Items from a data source
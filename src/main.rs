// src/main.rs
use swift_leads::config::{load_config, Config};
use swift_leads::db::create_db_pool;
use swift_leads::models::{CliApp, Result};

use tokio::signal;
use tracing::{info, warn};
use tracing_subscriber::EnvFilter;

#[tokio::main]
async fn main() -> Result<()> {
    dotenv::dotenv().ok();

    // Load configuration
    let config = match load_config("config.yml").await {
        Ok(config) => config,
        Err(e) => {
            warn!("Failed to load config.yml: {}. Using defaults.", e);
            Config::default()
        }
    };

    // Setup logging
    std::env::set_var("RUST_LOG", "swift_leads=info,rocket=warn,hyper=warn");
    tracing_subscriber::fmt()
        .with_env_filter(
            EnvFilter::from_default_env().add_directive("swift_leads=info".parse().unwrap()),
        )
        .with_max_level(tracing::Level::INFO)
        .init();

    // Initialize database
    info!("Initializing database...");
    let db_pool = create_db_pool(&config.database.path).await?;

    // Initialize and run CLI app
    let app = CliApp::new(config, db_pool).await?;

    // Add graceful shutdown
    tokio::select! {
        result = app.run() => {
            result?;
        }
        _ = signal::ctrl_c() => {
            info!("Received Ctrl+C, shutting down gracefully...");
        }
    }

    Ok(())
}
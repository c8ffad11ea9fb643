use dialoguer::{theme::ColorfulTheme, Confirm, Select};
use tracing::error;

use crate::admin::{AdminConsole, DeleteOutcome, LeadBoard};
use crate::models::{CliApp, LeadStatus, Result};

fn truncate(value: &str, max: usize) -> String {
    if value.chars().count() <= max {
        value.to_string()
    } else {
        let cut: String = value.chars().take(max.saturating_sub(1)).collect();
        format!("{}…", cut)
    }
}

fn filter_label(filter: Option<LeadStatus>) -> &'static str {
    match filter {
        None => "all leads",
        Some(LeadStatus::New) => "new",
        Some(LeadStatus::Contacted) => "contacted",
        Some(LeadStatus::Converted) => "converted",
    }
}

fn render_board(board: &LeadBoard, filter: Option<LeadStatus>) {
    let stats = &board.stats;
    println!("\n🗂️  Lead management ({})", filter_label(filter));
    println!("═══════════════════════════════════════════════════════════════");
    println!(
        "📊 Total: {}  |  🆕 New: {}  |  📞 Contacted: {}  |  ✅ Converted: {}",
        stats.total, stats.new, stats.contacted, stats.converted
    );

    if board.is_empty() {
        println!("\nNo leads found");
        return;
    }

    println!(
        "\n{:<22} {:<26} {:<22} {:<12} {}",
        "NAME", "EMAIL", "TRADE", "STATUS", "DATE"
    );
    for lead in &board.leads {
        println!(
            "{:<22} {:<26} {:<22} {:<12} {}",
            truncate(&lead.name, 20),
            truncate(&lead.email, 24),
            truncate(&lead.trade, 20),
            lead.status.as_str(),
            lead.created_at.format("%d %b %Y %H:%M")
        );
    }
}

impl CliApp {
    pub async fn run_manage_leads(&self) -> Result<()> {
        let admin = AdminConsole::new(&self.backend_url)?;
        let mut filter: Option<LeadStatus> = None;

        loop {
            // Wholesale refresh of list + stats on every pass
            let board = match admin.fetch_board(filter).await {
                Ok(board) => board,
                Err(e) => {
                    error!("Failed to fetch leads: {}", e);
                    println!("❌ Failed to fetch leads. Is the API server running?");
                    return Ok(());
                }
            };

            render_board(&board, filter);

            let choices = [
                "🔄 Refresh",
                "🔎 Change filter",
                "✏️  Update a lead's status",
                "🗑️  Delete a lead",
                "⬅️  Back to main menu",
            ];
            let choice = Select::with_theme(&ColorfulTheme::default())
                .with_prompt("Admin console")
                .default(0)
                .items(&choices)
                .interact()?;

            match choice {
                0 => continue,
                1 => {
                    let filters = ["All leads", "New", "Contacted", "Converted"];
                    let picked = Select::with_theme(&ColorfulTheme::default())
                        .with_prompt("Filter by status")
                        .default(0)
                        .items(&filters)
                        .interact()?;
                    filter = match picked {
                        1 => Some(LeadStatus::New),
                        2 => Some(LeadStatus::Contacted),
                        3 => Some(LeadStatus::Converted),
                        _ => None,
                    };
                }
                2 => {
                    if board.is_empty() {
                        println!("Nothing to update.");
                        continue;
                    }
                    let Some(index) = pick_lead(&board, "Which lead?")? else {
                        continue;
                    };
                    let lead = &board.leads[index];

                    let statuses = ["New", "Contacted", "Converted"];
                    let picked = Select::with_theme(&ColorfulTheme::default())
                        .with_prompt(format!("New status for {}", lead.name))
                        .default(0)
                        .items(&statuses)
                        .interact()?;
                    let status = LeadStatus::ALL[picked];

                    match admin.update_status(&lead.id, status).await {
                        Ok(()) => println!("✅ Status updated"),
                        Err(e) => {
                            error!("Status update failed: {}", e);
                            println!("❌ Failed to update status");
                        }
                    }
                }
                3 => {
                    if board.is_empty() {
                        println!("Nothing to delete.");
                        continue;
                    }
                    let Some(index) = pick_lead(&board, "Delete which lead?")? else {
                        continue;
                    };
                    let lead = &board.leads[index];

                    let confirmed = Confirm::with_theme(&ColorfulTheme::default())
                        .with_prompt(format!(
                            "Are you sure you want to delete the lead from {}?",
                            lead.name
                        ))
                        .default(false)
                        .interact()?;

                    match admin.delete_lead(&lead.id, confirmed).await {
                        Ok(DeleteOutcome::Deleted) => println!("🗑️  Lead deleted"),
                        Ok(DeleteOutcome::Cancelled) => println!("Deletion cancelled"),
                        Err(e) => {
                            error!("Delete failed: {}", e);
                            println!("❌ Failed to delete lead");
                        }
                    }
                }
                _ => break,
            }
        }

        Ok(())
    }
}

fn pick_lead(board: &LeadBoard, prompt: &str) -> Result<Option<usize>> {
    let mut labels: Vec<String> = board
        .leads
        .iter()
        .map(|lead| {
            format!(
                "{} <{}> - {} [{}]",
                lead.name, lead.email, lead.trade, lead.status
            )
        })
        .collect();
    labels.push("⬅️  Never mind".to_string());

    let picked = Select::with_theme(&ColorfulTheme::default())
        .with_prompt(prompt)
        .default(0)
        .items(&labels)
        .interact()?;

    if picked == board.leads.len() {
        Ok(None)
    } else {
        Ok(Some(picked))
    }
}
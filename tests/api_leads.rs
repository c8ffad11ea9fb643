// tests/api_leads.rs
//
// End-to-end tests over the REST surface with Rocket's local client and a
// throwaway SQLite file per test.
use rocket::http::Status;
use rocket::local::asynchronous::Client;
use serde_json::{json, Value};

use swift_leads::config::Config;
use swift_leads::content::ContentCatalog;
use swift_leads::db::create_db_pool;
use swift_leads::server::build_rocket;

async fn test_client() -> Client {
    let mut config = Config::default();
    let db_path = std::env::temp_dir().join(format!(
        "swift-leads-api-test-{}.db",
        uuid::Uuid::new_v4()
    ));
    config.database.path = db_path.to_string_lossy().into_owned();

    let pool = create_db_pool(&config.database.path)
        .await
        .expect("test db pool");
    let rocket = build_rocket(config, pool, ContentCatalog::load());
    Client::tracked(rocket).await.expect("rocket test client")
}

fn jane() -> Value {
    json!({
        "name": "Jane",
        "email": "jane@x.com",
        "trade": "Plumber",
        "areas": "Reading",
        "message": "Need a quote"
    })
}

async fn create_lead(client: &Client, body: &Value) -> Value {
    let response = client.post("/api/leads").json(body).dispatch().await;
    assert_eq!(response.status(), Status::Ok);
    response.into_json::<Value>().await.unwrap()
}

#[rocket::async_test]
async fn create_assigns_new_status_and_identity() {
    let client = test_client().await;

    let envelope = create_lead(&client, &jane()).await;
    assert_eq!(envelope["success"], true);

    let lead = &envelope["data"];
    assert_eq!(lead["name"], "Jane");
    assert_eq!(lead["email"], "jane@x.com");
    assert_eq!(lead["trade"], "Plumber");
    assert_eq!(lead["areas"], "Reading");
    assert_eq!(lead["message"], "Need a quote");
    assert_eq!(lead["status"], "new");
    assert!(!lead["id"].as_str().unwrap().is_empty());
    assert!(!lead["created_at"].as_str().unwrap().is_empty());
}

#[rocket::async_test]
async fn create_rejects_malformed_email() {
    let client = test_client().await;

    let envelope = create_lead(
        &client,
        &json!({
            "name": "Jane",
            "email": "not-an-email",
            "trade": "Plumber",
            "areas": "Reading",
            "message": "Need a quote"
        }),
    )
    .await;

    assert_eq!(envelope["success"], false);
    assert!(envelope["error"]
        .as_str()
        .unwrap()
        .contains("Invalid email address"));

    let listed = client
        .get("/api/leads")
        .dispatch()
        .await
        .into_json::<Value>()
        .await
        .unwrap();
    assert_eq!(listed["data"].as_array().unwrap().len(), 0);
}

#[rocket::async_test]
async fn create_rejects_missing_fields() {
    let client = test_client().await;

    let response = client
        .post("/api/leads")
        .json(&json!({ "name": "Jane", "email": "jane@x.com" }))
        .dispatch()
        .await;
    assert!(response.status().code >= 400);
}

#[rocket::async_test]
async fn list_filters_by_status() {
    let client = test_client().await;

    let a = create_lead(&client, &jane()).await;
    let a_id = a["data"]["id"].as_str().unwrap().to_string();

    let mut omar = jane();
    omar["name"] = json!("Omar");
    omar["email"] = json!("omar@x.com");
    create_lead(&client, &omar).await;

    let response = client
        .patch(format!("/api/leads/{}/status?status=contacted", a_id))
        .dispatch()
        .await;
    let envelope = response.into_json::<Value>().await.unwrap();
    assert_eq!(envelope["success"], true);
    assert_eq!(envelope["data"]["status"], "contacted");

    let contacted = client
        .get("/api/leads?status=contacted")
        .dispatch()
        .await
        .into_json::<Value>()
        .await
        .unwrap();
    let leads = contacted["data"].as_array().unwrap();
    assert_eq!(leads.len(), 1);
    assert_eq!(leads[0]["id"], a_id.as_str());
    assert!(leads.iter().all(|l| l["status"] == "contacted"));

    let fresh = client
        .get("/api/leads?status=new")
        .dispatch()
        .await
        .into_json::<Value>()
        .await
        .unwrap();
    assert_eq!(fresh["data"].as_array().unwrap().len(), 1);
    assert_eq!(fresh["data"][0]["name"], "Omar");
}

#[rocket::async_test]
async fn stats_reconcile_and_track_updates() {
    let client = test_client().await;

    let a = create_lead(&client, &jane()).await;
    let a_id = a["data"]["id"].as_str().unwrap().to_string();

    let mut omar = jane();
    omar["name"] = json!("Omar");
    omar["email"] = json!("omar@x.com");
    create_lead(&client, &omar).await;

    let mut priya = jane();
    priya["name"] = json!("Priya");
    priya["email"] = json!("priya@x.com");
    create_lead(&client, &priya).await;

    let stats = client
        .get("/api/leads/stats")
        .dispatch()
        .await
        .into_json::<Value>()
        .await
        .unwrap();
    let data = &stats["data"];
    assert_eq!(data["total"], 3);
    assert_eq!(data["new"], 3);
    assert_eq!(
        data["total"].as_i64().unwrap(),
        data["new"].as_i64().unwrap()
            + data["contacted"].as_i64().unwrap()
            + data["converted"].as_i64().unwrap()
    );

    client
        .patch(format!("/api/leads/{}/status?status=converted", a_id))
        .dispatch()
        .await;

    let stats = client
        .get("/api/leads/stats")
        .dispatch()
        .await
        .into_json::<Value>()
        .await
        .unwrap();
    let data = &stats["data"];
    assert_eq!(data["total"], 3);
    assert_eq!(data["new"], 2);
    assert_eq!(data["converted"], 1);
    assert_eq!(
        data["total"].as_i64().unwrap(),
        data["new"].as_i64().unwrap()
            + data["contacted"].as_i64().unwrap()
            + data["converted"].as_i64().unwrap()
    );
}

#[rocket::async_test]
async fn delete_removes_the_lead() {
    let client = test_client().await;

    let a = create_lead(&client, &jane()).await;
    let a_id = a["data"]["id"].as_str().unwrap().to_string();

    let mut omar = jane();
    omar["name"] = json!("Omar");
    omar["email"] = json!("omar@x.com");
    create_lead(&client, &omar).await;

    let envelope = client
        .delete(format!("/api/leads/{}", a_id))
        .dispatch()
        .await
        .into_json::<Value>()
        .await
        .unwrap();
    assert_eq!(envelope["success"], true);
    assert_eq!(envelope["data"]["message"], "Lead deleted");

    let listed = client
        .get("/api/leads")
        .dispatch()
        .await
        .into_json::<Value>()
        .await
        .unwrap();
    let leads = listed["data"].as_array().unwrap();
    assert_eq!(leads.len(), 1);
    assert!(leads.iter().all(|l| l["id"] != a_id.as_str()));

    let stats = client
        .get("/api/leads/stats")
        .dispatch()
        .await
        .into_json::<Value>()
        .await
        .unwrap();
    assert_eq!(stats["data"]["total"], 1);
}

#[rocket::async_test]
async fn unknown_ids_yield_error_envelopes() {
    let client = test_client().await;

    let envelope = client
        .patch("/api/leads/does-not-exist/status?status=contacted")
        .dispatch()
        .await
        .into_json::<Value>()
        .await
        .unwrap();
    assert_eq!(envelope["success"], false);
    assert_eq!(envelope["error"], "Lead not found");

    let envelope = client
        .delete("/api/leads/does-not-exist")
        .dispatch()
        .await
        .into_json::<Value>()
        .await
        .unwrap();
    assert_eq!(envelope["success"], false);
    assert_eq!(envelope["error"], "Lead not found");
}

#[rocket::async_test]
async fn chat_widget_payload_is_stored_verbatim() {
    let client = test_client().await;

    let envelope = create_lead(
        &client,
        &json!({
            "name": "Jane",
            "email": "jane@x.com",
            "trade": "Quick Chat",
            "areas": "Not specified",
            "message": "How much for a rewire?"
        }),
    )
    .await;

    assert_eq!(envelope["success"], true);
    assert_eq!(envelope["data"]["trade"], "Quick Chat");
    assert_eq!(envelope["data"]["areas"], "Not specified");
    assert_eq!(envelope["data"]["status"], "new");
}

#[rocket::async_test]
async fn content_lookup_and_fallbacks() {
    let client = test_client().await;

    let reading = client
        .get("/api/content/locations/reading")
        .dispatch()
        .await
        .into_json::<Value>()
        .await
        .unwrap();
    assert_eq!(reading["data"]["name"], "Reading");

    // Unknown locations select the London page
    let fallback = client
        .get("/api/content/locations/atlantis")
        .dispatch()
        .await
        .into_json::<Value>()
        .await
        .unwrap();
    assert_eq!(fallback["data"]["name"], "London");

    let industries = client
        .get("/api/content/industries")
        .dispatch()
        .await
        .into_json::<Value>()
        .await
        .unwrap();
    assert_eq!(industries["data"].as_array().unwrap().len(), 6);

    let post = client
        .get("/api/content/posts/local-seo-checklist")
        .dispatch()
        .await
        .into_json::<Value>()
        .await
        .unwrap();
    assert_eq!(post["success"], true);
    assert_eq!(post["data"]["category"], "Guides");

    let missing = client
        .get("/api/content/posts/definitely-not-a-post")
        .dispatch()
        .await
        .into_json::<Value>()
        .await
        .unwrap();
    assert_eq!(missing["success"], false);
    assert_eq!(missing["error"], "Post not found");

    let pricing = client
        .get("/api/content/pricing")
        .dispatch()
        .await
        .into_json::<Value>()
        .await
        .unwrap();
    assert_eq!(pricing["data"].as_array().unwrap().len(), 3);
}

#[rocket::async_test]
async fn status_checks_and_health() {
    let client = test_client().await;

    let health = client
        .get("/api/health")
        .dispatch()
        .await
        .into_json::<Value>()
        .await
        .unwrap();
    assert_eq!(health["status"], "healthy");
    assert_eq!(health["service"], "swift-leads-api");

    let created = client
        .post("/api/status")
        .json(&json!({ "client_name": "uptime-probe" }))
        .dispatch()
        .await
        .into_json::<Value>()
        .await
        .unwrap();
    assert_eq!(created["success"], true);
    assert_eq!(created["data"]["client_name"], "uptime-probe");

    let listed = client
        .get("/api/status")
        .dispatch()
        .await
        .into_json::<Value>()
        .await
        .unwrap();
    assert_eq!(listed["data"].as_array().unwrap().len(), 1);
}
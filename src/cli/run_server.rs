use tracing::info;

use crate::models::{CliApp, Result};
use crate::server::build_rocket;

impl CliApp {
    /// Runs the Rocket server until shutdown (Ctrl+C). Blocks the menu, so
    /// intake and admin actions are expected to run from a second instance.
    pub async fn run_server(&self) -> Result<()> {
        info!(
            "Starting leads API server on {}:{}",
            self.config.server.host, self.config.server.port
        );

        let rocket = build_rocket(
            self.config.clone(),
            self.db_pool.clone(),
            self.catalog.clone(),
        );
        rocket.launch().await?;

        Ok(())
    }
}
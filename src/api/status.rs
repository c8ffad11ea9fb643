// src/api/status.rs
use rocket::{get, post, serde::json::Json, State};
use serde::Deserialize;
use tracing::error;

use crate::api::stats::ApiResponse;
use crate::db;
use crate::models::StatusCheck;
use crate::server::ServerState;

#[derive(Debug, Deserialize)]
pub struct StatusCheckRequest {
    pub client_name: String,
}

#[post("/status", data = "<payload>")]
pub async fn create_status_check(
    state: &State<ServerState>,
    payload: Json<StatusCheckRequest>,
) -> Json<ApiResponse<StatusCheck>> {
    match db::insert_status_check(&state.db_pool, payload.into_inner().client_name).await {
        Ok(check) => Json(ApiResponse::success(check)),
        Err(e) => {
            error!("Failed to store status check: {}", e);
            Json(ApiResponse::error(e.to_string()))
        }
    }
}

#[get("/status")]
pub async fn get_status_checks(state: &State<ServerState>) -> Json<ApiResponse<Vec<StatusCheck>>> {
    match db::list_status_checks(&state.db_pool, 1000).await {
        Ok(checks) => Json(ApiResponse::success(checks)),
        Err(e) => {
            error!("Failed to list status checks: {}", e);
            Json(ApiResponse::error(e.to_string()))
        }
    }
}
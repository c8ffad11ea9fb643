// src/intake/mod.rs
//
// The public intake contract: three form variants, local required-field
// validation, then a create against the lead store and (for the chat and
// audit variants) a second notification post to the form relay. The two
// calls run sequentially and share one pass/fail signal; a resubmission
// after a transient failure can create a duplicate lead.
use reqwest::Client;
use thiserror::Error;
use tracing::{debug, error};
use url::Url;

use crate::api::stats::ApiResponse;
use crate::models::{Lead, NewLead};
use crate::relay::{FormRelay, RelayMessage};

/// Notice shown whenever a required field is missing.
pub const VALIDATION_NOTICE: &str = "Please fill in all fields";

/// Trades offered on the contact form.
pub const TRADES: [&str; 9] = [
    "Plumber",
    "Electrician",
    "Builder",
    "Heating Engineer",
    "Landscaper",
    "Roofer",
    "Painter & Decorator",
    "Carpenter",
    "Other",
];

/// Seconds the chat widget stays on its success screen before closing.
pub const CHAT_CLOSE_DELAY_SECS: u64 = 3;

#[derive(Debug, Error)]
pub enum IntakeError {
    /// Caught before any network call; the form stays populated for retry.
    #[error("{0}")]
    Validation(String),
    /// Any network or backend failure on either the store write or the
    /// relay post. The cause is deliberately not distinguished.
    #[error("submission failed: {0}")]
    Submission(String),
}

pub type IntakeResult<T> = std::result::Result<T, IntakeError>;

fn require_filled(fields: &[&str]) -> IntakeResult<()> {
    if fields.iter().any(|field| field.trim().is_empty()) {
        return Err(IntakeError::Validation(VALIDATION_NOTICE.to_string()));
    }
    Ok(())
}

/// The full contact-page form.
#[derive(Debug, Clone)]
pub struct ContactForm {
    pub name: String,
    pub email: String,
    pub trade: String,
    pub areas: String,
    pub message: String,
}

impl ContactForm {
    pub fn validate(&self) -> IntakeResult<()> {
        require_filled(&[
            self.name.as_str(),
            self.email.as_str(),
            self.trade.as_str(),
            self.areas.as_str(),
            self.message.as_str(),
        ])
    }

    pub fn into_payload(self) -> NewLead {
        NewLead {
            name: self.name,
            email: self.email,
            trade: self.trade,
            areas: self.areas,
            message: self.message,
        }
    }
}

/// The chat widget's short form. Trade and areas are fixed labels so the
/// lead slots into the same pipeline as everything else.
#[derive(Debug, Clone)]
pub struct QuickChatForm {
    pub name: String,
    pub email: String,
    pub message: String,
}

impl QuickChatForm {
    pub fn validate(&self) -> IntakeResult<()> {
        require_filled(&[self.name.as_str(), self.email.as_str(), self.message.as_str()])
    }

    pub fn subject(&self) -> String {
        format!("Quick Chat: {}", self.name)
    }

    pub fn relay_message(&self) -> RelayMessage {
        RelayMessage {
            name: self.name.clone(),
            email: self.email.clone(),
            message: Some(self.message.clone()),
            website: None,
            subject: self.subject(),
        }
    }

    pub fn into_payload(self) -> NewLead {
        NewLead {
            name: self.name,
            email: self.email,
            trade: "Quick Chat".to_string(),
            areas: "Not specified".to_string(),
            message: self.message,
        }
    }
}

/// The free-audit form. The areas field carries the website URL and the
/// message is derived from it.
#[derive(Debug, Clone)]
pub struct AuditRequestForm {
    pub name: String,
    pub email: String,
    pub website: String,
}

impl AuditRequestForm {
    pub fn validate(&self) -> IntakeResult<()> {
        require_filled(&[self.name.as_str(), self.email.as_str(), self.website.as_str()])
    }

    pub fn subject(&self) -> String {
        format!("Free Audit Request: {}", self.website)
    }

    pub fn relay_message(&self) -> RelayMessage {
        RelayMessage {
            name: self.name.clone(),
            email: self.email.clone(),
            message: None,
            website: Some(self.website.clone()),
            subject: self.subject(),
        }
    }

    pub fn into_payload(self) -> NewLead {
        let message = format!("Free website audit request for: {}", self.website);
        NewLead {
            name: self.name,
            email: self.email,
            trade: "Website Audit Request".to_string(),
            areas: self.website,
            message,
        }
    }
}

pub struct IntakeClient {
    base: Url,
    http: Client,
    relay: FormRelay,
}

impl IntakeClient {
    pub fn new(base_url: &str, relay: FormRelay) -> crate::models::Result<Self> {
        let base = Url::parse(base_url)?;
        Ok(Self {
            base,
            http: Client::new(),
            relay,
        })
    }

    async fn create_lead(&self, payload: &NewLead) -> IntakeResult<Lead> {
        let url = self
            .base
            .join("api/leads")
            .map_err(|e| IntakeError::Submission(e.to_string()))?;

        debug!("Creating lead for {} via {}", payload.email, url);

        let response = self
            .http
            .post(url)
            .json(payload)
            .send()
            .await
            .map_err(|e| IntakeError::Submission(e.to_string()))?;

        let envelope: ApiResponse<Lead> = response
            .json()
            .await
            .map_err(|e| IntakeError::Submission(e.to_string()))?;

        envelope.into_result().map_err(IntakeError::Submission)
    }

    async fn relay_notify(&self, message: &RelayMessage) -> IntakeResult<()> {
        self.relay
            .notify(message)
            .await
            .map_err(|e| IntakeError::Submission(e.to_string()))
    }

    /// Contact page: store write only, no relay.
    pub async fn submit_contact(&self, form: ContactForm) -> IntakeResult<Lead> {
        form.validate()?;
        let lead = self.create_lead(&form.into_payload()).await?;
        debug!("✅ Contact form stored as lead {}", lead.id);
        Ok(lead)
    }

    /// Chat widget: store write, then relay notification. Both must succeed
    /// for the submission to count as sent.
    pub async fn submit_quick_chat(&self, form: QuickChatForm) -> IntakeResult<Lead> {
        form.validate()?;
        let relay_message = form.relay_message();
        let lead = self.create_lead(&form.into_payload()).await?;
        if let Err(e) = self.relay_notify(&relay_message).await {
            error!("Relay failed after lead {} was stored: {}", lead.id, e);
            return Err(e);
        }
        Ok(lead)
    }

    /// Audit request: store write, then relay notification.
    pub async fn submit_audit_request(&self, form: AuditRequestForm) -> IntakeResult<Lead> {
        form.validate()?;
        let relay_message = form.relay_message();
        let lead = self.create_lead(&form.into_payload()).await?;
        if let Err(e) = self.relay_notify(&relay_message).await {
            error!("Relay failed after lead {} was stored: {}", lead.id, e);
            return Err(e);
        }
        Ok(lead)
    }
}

**What this task involves:** Among the entries, how many lines hold the string "failure"? Answer with a bare number.

**Task result:** 2